Abu-Supian Gatsaev, a criminal investigation senior lieutenant from Chechnya's Internal Affairs Ministry, came to my tent on February 23 (he approached by a police UAZ vehicle). I figured out from his muddled speech there was a certain application against me (himself, he had not seen or read one, though) that said I had no registration, so he came to check it. When I told him to show his ID, he said:
'I know you have contacts at Memorial, I also have some friends there,' and he began to name people I didn't know at all. I told him there were no such people at Memorial. Putting down my ID data (I have temporary ID, since my passport was stolen along with my purse in 2001), Gatsaev left.
He came again the next day, February 24, at about 11 a.m., and demanded my temporary ID once again. He began to find faults with it saying it had expired and was forged. I suggested that we go to the camp administration where they issued and extended my ID. After that he left.
I was at my neighbors' on February 25, at about 3 p.m., when people came in and said some police officers pulled up at my tent and were walking around it. I went out. I saw a silvery vehicle near my lodging and four people (two in civilian clothes and two in uniforms) at the back of the tent. I came up to them and asked:
'What are you doing here?'
'Who are you?' they asked.
'I am the mistress of this tent,' I replied.

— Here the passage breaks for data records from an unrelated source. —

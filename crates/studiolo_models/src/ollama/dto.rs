//! Data transfer objects for the Ollama HTTP API.

use chrono::{DateTime, Utc};
use derive_builder::Builder;
use derive_getters::Getters;
use serde::{Deserialize, Serialize};

/// Sampling options accepted by Ollama's generation endpoints.
///
/// Serialized under the `options` key. Fields the caller did not set are
/// omitted so the server applies its own model defaults.
#[derive(Debug, Clone, Default, PartialEq, Serialize)]
pub struct OllamaOptions {
    /// Sampling temperature
    #[serde(skip_serializing_if = "Option::is_none")]
    pub temperature: Option<f32>,
    /// Nucleus sampling cutoff
    #[serde(skip_serializing_if = "Option::is_none")]
    pub top_p: Option<f32>,
    /// Top-k sampling cutoff
    #[serde(skip_serializing_if = "Option::is_none")]
    pub top_k: Option<u32>,
    /// Token generation cap, Ollama's `num_predict`
    #[serde(skip_serializing_if = "Option::is_none")]
    pub num_predict: Option<u32>,
}

impl OllamaOptions {
    /// True when no option is set and the key can be omitted entirely.
    pub fn is_empty(&self) -> bool {
        self.temperature.is_none()
            && self.top_p.is_none()
            && self.top_k.is_none()
            && self.num_predict.is_none()
    }
}

/// Request body for `/api/generate`.
#[derive(Debug, Clone, Serialize, Builder, Getters)]
#[builder(setter(into))]
pub struct OllamaGenerateRequest {
    /// Model tag to generate with
    model: String,
    /// The prompt text
    prompt: String,
    /// Whether to stream NDJSON frames or buffer the full response
    stream: bool,
    /// Optional system framing
    #[builder(default)]
    #[serde(skip_serializing_if = "Option::is_none")]
    system: Option<String>,
    /// Sampling options
    #[builder(default)]
    #[serde(skip_serializing_if = "OllamaOptions::is_empty")]
    options: OllamaOptions,
}

impl OllamaGenerateRequest {
    /// Creates a new builder for OllamaGenerateRequest.
    pub fn builder() -> OllamaGenerateRequestBuilder {
        OllamaGenerateRequestBuilder::default()
    }
}

/// One response frame from `/api/generate`.
///
/// A buffered call returns exactly one frame; a streaming call returns many,
/// the last with `done` set. The server reports failures mid-stream through
/// the `error` field.
#[derive(Debug, Clone, Default, Deserialize)]
pub struct OllamaGenerateResponse {
    /// Text produced in this frame
    #[serde(default)]
    pub response: String,
    /// Model that produced it
    #[serde(default)]
    pub model: String,
    /// Whether generation is finished
    #[serde(default)]
    pub done: bool,
    /// Server-side failure description
    #[serde(default)]
    pub error: Option<String>,
}

/// A message in Ollama's chat format.
#[derive(Debug, Clone, Default, Serialize, Deserialize)]
pub struct OllamaChatMessage {
    /// Role: "system", "user", or "assistant"
    pub role: String,
    /// Message content
    pub content: String,
}

/// Request body for `/api/chat`.
#[derive(Debug, Clone, Serialize, Builder, Getters)]
#[builder(setter(into))]
pub struct OllamaChatRequest {
    /// Model tag to chat with
    model: String,
    /// Conversation history, oldest first
    messages: Vec<OllamaChatMessage>,
    /// Whether to stream the reply
    stream: bool,
    /// Sampling options
    #[builder(default)]
    #[serde(skip_serializing_if = "OllamaOptions::is_empty")]
    options: OllamaOptions,
}

impl OllamaChatRequest {
    /// Creates a new builder for OllamaChatRequest.
    pub fn builder() -> OllamaChatRequestBuilder {
        OllamaChatRequestBuilder::default()
    }
}

/// Response body for a buffered `/api/chat` call.
#[derive(Debug, Clone, Default, Deserialize)]
pub struct OllamaChatResponse {
    /// The assistant's reply
    #[serde(default)]
    pub message: OllamaChatMessage,
    /// Model that produced it
    #[serde(default)]
    pub model: String,
    /// Whether the reply is complete
    #[serde(default)]
    pub done: bool,
}

/// One entry in the `/api/tags` listing.
#[derive(Debug, Clone, Deserialize)]
pub struct OllamaModelEntry {
    /// Model tag
    pub name: String,
    /// Last modification of the model files
    #[serde(default)]
    pub modified_at: Option<DateTime<Utc>>,
    /// On-disk size in bytes
    #[serde(default)]
    pub size: Option<u64>,
}

/// Response body for `/api/tags`.
#[derive(Debug, Clone, Default, Deserialize)]
pub struct OllamaTagsResponse {
    /// Installed models
    #[serde(default)]
    pub models: Vec<OllamaModelEntry>,
}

'So you are Lorchen Gunter? We've come to meet you. We saw you on television (my interview with NTV where I spoke about pressure on refugees was broadcast in the news on February 22).
I asked them to introduce themselves, but they said it was of no importance. I answered I had no right to talk to them in that case.
They told me, 'See you,' and left.
An activist from Grozny told me no meeting at the Chechen committee and the Migration Service got by without my name mentioned.
Mr. Panasiuk together with the Achkhoi-Martan district head of administration came to me as far back as in early February. They offered me a post of manager at two new temporary accommodations in the Achkhoi-Martan district and organizing resettlement of people from camps to them. I refused. The deputy head of administration together with Khasimikov (chairman of the Chechen committee for refugees return) paid me another visit, and they tried again to persuade me to write an application for the post of manager. I refused, and they left discontent. I don't know what will be next, and I am just afraid for my children's safety."